=== Saved entries ===
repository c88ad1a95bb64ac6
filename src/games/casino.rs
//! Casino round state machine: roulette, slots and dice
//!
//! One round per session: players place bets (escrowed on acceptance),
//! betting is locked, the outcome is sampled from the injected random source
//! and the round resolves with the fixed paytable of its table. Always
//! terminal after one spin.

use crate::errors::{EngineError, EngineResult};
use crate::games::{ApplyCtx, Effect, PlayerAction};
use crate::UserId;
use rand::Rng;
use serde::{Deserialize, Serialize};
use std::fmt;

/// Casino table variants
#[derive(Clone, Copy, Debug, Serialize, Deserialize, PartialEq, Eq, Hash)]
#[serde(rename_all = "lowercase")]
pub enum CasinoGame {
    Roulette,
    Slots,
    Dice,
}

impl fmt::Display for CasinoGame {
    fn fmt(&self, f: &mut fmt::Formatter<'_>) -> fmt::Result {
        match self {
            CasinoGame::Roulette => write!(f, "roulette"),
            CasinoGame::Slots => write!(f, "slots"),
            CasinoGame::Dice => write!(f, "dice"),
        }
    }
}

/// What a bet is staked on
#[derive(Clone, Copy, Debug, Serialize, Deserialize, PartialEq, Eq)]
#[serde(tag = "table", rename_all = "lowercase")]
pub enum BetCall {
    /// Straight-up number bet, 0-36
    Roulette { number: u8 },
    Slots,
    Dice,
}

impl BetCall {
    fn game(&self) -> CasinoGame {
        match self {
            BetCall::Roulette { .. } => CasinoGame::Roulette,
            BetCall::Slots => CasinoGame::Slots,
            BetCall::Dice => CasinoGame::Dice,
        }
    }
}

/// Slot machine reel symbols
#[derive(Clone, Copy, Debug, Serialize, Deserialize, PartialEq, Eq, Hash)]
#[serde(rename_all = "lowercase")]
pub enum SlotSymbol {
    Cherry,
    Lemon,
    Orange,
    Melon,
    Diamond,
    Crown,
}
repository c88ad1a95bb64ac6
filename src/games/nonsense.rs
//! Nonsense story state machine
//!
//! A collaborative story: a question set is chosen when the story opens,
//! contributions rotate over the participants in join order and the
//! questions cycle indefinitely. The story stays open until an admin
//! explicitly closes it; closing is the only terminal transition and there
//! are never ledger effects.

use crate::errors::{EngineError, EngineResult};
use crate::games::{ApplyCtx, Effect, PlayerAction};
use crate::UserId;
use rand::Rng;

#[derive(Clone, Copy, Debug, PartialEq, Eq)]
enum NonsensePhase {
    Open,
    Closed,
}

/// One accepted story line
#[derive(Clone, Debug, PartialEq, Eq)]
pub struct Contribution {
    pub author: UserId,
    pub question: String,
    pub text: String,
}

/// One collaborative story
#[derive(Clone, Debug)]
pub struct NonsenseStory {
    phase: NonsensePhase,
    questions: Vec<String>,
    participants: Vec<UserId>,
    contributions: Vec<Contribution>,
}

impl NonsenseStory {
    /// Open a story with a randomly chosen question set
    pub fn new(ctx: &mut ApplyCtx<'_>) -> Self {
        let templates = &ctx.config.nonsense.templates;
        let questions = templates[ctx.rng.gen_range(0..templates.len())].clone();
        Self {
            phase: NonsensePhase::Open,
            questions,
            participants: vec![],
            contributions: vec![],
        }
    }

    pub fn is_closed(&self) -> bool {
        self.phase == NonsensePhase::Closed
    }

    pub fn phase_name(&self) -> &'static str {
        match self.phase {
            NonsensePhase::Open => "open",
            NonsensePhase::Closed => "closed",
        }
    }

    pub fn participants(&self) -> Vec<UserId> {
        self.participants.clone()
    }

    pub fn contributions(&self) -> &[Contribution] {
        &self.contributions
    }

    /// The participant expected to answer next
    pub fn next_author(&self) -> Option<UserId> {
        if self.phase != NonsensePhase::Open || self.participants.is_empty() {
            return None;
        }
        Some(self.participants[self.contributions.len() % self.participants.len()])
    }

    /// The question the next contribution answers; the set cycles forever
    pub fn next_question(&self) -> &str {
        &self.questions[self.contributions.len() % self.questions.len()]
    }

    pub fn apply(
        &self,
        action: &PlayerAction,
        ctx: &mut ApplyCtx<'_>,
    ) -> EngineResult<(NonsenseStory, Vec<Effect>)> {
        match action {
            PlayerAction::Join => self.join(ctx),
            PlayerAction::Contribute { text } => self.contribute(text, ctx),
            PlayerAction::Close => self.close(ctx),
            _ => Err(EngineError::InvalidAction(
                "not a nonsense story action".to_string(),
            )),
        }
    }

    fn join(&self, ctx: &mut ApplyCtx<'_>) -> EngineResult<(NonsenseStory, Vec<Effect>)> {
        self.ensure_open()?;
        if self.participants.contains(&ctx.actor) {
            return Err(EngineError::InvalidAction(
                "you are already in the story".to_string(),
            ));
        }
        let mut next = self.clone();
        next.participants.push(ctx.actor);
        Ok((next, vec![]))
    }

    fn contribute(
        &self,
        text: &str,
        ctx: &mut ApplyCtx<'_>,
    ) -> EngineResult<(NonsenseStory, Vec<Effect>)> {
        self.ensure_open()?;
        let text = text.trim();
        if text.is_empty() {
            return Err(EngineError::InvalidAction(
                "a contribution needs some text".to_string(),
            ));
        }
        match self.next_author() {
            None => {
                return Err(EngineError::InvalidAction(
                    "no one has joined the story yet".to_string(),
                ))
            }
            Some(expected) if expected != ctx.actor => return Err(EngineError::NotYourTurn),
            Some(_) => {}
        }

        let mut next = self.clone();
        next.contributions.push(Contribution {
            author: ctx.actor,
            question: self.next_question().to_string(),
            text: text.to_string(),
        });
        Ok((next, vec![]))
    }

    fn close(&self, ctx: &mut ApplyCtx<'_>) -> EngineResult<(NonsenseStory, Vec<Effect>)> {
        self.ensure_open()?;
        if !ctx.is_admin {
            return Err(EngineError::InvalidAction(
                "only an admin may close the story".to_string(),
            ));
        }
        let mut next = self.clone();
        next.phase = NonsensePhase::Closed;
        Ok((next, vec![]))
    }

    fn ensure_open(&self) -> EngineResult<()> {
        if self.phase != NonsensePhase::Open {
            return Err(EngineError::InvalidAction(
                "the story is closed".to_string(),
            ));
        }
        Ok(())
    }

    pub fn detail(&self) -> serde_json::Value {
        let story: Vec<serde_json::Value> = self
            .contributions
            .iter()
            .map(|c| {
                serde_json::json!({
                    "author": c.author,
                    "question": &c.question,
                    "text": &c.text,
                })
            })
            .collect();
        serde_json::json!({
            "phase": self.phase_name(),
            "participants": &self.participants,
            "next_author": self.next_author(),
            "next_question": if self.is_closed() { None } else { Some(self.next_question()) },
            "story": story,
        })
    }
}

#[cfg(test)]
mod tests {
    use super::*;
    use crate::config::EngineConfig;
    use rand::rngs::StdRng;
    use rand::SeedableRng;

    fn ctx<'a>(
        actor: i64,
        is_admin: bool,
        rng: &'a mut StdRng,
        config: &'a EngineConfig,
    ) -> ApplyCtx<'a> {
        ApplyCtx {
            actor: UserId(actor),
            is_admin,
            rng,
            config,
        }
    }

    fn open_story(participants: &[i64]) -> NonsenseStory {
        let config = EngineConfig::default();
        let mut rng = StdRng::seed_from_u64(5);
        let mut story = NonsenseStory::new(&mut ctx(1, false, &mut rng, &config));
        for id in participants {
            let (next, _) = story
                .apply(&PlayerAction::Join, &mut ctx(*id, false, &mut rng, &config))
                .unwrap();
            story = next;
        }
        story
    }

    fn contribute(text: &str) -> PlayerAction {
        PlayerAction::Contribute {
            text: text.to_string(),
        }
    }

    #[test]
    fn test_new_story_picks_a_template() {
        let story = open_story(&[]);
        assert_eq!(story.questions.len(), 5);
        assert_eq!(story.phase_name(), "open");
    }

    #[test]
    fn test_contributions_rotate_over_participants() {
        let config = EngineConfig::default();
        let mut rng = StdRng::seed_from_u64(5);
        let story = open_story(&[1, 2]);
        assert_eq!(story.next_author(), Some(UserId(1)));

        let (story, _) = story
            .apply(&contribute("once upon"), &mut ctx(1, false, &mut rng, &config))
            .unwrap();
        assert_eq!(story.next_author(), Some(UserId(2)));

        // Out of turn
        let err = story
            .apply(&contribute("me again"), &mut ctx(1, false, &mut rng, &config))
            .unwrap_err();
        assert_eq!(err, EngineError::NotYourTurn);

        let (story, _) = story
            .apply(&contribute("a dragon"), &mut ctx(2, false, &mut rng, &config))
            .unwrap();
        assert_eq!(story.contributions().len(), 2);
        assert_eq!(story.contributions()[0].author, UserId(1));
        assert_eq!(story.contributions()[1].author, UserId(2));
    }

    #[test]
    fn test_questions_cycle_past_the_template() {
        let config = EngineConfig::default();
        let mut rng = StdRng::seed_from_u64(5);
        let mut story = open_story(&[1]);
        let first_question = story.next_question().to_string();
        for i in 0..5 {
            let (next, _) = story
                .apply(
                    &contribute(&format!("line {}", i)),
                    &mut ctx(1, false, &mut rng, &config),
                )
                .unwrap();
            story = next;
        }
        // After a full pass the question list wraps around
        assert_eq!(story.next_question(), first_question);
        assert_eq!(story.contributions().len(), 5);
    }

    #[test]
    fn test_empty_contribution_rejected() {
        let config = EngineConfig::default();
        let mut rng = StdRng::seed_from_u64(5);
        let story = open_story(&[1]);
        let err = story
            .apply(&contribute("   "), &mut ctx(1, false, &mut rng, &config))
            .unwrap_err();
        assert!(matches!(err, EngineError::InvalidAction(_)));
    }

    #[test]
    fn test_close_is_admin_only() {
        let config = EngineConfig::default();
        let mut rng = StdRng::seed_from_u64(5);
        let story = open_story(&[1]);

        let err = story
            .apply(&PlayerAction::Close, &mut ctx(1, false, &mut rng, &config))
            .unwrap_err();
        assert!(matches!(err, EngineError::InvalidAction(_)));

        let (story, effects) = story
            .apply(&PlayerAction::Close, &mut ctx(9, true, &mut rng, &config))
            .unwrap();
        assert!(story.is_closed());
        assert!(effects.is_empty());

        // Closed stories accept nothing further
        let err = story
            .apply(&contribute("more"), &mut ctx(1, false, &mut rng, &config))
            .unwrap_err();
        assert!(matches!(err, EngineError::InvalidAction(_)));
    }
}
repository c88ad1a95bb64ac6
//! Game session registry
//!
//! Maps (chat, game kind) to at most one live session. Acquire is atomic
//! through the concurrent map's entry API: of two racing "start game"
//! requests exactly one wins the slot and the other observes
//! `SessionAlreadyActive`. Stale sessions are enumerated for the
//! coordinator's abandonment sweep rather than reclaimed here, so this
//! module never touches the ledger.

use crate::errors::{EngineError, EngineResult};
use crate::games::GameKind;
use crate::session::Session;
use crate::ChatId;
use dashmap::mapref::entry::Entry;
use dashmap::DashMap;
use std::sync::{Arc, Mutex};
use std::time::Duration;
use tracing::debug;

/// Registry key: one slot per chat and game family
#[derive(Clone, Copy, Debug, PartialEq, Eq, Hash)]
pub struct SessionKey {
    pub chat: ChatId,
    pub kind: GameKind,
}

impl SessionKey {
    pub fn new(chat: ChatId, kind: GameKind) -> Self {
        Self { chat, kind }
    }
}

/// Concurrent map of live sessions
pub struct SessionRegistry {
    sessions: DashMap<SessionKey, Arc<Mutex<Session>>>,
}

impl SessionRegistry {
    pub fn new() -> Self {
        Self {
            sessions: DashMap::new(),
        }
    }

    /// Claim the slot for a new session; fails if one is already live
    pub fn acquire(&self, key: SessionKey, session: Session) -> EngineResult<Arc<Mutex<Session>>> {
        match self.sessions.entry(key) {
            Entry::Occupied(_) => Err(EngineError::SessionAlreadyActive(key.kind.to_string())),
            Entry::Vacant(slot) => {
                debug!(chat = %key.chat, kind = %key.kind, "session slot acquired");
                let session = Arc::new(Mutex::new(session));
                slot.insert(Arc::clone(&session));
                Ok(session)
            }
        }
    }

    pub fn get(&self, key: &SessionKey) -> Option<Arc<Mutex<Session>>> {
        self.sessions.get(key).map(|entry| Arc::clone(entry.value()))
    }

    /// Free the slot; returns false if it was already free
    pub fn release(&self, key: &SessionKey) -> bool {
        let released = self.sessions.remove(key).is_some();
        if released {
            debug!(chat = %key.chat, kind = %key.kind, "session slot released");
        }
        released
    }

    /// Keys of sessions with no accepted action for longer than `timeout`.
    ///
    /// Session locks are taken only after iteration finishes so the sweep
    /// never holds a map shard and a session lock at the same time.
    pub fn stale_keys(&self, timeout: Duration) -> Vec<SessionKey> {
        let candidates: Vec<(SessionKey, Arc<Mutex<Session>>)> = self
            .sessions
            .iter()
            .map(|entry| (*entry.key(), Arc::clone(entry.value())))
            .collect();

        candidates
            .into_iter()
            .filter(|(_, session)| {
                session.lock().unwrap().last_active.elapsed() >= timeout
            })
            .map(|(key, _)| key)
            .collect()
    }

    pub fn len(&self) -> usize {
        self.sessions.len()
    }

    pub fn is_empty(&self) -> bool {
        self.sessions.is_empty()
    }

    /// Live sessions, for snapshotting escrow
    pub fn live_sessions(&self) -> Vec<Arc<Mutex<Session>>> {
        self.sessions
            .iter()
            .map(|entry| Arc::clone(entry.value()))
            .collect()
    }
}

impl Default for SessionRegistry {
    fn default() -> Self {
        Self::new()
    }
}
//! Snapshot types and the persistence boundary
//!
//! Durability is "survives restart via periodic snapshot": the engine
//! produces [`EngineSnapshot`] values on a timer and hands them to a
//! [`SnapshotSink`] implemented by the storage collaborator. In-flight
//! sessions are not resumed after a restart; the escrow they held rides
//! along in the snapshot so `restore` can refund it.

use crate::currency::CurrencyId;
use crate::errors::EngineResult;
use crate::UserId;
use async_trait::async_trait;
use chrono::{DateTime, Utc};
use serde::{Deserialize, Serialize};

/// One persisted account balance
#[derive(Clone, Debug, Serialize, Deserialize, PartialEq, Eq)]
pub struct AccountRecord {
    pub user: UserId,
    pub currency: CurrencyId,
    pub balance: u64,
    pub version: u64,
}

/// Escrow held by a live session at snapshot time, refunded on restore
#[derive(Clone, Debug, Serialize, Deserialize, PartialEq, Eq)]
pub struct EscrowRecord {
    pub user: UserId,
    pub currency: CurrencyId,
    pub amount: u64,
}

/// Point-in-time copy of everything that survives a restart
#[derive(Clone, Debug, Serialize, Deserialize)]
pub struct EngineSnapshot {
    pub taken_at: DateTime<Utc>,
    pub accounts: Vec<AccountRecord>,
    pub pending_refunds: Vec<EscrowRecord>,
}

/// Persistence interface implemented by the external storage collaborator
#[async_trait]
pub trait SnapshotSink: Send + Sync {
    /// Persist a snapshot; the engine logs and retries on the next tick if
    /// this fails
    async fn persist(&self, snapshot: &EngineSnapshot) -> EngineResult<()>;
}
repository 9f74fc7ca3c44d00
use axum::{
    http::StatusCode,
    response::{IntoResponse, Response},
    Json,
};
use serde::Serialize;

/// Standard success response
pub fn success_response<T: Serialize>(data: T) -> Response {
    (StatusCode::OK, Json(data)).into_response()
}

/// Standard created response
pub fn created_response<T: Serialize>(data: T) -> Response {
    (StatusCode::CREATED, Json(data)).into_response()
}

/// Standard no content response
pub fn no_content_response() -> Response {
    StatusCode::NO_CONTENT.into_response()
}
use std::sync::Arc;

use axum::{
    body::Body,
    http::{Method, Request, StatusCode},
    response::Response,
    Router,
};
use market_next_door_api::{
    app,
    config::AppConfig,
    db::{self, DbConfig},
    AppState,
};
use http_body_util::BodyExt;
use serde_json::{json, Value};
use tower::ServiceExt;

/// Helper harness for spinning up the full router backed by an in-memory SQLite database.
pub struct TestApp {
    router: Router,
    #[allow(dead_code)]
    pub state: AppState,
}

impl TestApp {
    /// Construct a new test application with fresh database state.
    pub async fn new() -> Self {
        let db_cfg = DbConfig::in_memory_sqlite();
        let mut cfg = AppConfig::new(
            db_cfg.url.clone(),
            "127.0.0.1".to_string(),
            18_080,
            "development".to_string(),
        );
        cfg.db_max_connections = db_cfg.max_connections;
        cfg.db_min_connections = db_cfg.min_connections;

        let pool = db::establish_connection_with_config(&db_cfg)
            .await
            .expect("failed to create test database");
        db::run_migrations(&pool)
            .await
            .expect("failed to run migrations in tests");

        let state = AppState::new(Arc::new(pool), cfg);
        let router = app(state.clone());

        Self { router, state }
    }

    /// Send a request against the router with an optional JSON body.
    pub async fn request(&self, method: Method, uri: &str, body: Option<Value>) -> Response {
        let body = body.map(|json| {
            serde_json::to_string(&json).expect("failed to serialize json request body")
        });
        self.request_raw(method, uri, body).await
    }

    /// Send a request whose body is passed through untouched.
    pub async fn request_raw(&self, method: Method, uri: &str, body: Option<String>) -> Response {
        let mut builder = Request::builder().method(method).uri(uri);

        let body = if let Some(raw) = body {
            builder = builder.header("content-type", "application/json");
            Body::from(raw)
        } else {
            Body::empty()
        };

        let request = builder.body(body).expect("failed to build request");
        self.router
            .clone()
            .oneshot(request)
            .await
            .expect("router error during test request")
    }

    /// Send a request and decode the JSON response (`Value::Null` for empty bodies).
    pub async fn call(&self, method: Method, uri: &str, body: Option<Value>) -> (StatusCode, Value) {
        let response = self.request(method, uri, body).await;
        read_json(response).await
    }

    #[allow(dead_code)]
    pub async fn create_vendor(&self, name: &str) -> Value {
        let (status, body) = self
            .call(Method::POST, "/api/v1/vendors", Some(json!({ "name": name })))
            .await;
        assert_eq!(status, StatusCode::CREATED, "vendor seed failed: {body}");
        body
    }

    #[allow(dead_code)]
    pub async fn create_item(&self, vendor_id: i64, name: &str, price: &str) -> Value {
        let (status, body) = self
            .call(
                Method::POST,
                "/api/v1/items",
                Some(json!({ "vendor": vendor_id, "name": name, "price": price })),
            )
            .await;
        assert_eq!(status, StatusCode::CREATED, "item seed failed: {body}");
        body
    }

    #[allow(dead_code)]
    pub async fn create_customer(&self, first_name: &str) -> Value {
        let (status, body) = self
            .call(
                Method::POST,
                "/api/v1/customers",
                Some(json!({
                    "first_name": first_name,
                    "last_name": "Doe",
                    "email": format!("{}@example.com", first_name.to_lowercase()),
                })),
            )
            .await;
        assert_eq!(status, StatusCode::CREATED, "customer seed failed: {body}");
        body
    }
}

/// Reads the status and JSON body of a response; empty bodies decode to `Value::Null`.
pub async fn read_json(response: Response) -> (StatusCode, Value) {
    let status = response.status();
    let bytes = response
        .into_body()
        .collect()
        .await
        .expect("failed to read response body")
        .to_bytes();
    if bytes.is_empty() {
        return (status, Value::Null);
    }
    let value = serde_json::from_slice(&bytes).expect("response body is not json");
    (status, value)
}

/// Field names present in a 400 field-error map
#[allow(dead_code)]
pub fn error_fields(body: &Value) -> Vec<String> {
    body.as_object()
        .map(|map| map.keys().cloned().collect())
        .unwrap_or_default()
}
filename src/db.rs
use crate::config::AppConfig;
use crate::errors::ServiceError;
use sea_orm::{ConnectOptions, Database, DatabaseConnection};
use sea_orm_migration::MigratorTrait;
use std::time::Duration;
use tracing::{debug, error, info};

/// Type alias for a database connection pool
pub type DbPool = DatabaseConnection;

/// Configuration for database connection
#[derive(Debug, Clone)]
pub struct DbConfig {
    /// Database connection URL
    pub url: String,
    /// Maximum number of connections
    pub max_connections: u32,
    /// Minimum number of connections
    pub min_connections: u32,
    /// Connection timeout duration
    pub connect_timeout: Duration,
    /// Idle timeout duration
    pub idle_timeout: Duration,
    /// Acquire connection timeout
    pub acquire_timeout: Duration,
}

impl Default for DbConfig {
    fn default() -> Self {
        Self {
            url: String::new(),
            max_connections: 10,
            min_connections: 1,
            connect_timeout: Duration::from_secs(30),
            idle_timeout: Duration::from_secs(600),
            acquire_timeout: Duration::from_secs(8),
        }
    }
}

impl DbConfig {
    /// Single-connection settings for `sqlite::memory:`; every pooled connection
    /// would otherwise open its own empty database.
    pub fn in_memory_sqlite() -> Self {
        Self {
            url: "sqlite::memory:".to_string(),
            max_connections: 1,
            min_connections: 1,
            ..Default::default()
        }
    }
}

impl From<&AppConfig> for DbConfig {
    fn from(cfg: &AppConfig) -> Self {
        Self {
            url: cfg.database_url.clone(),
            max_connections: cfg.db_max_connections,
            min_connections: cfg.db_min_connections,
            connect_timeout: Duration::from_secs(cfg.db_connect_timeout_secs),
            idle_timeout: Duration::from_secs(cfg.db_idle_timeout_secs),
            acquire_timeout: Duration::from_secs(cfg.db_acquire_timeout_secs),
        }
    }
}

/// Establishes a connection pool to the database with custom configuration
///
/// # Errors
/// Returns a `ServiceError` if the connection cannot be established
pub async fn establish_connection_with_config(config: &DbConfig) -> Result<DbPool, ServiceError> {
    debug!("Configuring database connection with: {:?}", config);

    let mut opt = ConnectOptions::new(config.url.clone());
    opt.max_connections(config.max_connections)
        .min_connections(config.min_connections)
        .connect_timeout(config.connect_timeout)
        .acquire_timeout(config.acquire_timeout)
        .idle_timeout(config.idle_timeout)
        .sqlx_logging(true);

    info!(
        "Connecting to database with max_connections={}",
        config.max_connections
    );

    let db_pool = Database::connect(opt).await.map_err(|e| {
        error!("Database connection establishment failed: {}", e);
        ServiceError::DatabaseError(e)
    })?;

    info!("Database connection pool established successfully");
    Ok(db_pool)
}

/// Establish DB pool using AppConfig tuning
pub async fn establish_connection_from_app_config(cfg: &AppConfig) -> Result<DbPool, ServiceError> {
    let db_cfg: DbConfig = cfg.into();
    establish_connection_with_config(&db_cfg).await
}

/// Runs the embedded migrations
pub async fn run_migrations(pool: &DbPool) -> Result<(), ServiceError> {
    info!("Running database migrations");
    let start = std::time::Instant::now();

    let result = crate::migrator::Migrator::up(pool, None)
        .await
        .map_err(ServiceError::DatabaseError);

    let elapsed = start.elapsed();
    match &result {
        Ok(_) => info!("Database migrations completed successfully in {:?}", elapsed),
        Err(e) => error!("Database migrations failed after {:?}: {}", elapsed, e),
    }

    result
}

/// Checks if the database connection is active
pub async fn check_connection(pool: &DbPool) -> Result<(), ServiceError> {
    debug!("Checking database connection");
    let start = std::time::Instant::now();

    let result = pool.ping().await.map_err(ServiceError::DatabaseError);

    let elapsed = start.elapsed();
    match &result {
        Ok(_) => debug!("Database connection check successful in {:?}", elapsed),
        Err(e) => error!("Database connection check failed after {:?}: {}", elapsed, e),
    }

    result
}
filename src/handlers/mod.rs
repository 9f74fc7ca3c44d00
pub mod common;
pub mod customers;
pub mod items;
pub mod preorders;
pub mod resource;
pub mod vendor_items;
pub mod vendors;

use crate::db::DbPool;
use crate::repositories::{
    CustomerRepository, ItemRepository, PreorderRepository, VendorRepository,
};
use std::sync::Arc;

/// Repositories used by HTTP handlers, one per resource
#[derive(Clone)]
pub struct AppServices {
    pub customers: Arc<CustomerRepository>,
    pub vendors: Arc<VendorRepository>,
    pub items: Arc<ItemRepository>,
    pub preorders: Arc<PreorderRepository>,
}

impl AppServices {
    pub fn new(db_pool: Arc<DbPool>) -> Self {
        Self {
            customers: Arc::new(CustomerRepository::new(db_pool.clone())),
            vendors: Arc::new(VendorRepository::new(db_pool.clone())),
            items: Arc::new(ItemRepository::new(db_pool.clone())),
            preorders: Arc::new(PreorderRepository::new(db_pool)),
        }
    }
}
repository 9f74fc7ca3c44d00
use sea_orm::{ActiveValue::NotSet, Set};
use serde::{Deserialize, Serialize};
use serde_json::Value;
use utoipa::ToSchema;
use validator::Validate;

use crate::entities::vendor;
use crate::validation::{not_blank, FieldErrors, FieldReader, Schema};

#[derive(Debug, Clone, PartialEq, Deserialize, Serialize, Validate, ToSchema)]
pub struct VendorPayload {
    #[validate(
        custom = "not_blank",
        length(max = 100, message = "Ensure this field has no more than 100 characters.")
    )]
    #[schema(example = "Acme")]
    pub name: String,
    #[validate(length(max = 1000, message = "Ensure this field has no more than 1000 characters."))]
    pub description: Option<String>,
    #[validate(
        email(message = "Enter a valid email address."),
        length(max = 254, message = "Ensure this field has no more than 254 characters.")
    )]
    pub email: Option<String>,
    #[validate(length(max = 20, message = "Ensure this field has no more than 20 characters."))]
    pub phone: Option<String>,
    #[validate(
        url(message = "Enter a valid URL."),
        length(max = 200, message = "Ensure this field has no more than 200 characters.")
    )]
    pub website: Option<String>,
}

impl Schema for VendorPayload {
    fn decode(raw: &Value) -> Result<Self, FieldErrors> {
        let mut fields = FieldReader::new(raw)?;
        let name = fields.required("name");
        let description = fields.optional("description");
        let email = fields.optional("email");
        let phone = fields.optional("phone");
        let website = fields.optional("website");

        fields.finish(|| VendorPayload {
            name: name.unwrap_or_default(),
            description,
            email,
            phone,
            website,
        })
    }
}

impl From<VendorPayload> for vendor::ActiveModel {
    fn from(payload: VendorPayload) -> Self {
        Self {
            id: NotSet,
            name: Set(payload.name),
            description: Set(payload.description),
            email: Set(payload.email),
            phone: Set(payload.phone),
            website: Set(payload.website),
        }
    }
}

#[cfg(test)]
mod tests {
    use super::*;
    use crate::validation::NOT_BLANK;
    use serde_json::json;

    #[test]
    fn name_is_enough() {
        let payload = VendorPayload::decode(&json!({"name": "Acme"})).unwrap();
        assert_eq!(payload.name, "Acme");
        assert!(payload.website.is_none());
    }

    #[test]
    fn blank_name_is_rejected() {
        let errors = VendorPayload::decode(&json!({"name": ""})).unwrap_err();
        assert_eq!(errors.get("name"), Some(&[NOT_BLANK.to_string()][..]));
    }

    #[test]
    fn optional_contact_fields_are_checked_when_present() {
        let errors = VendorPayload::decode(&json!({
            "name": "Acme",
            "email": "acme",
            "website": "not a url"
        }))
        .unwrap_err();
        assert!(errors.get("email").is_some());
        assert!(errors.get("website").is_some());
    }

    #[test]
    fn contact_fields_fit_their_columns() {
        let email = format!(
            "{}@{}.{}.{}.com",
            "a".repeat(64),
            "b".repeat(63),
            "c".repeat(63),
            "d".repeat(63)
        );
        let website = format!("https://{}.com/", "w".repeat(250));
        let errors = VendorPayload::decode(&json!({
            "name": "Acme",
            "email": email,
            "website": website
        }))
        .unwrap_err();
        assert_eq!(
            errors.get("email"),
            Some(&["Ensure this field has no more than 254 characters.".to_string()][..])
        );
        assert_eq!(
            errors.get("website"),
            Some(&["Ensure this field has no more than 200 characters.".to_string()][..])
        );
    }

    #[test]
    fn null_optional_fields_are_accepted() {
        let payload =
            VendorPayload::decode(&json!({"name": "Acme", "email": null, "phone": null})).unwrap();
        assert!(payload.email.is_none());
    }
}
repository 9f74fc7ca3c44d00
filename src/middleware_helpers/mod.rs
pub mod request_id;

=== What to work on ===
Begin with the first line of the records and reproduce each line as is, ending with the line that holds "Casino table variants".

=== Answer for the task ===
repository c88ad1a95bb64ac6
filename src/games/casino.rs
//! Casino round state machine: roulette, slots and dice
//!
//! One round per session: players place bets (escrowed on acceptance),
//! betting is locked, the outcome is sampled from the injected random source
//! and the round resolves with the fixed paytable of its table. Always
//! terminal after one spin.

use crate::errors::{EngineError, EngineResult};
use crate::games::{ApplyCtx, Effect, PlayerAction};
use crate::UserId;
use rand::Rng;
use serde::{Deserialize, Serialize};
use std::fmt;

/// Casino table variants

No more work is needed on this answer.